DIRECTIONS FOR THIS TASK:
Below are some entries. Copy each line in them that holds "DepthExceeded".

[Dataset items]
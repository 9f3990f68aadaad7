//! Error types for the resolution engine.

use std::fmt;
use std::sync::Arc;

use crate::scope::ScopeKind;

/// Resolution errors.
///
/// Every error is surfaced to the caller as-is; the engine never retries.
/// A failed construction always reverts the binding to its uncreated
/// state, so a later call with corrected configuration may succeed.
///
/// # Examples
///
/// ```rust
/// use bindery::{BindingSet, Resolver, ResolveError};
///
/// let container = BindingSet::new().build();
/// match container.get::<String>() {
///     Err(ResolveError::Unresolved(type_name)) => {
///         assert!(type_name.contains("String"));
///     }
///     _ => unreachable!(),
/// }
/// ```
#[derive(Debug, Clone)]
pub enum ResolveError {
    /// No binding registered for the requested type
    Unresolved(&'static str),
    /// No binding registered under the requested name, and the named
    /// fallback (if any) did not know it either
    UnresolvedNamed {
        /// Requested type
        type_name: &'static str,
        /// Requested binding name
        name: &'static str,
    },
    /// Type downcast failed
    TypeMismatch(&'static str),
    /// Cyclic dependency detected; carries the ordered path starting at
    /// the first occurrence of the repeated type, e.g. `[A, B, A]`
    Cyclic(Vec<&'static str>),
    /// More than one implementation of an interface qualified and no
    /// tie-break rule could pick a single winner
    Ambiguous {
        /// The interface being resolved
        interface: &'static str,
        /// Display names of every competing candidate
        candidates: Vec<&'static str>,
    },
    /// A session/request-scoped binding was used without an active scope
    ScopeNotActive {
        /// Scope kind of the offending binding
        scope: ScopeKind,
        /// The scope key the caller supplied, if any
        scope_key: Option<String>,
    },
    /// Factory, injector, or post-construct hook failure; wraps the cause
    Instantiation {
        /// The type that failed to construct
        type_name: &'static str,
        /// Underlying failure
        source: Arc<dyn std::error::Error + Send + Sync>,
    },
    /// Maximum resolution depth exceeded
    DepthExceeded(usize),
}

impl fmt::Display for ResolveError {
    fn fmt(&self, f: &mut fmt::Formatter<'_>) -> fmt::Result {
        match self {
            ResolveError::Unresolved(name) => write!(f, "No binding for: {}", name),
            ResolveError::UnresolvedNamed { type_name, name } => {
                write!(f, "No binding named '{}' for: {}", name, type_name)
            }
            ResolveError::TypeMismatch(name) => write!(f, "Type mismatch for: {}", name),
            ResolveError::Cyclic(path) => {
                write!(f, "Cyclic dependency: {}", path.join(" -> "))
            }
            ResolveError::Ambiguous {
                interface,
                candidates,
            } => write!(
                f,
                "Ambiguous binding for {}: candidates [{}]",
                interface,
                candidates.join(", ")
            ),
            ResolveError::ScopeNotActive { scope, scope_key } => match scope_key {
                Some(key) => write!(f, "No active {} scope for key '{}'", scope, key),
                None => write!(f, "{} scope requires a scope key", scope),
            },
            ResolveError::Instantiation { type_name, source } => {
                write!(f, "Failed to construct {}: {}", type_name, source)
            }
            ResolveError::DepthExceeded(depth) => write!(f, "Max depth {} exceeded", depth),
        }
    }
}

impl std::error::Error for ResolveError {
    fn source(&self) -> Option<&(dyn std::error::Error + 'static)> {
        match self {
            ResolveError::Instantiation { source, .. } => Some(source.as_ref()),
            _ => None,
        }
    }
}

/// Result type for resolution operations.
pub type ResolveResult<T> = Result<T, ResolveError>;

--

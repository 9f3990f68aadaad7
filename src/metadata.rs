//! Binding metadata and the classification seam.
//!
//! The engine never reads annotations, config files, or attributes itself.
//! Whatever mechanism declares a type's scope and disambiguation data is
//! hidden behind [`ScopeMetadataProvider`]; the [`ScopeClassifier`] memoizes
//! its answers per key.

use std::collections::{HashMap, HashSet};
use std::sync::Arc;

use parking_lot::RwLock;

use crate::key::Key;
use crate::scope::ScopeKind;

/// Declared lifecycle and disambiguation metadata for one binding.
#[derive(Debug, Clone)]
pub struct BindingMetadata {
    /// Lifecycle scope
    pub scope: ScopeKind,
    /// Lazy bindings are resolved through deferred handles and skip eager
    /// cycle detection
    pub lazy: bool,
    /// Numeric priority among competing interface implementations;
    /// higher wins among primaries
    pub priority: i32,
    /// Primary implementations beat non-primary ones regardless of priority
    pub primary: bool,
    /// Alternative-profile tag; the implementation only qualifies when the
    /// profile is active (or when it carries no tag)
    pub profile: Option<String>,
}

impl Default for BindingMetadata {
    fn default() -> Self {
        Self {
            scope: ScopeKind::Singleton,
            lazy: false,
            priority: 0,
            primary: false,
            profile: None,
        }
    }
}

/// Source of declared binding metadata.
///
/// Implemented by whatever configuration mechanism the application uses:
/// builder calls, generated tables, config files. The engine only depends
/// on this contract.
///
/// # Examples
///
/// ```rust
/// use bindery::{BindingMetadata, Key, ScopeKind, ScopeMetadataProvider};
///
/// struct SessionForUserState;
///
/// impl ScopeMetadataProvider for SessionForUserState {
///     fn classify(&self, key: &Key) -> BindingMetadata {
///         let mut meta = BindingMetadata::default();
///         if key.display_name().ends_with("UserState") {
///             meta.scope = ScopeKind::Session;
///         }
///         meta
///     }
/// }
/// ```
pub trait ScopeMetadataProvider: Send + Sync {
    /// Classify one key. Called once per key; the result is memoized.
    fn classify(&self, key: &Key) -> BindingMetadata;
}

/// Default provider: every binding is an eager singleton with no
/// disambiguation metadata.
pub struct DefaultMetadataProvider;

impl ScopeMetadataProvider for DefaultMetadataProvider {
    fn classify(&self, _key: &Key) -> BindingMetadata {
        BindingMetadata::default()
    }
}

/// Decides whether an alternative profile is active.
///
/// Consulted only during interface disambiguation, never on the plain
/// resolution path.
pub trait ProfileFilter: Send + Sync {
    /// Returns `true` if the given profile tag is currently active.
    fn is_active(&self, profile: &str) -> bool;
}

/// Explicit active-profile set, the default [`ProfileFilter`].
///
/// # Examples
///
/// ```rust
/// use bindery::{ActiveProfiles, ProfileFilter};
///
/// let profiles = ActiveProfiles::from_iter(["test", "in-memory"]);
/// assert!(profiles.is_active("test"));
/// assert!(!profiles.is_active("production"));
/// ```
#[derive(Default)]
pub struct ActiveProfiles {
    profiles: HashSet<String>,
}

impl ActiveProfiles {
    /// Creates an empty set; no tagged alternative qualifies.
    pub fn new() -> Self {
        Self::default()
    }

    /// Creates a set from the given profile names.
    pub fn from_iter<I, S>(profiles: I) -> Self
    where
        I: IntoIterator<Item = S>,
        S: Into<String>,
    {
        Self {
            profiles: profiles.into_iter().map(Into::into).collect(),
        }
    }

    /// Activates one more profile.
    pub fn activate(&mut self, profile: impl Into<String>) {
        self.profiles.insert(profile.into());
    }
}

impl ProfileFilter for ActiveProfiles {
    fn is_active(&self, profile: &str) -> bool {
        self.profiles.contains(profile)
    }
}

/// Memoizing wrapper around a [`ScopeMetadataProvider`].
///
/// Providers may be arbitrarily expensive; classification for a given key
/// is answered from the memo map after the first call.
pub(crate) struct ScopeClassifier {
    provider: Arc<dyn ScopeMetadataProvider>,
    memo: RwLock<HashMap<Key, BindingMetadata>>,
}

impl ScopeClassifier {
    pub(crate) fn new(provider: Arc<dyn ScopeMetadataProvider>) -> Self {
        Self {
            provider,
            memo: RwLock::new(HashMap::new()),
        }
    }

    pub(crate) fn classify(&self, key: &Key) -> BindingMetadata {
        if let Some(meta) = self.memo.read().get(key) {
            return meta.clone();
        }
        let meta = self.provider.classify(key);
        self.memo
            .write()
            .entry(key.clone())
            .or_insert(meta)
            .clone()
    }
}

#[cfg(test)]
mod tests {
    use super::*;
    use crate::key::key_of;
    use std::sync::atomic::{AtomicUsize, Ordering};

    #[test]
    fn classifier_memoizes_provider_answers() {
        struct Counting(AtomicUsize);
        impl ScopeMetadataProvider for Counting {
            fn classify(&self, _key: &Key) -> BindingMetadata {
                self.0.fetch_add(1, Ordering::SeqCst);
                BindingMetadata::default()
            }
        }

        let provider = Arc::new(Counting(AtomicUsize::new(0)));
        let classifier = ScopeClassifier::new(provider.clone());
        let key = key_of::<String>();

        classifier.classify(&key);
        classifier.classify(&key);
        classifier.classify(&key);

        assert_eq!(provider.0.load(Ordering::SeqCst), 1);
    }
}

RESULT OF THE EXERCISE:
    DepthExceeded(usize),
            ResolveError::DepthExceeded(depth) => write!(f, "Max depth {} exceeded", depth),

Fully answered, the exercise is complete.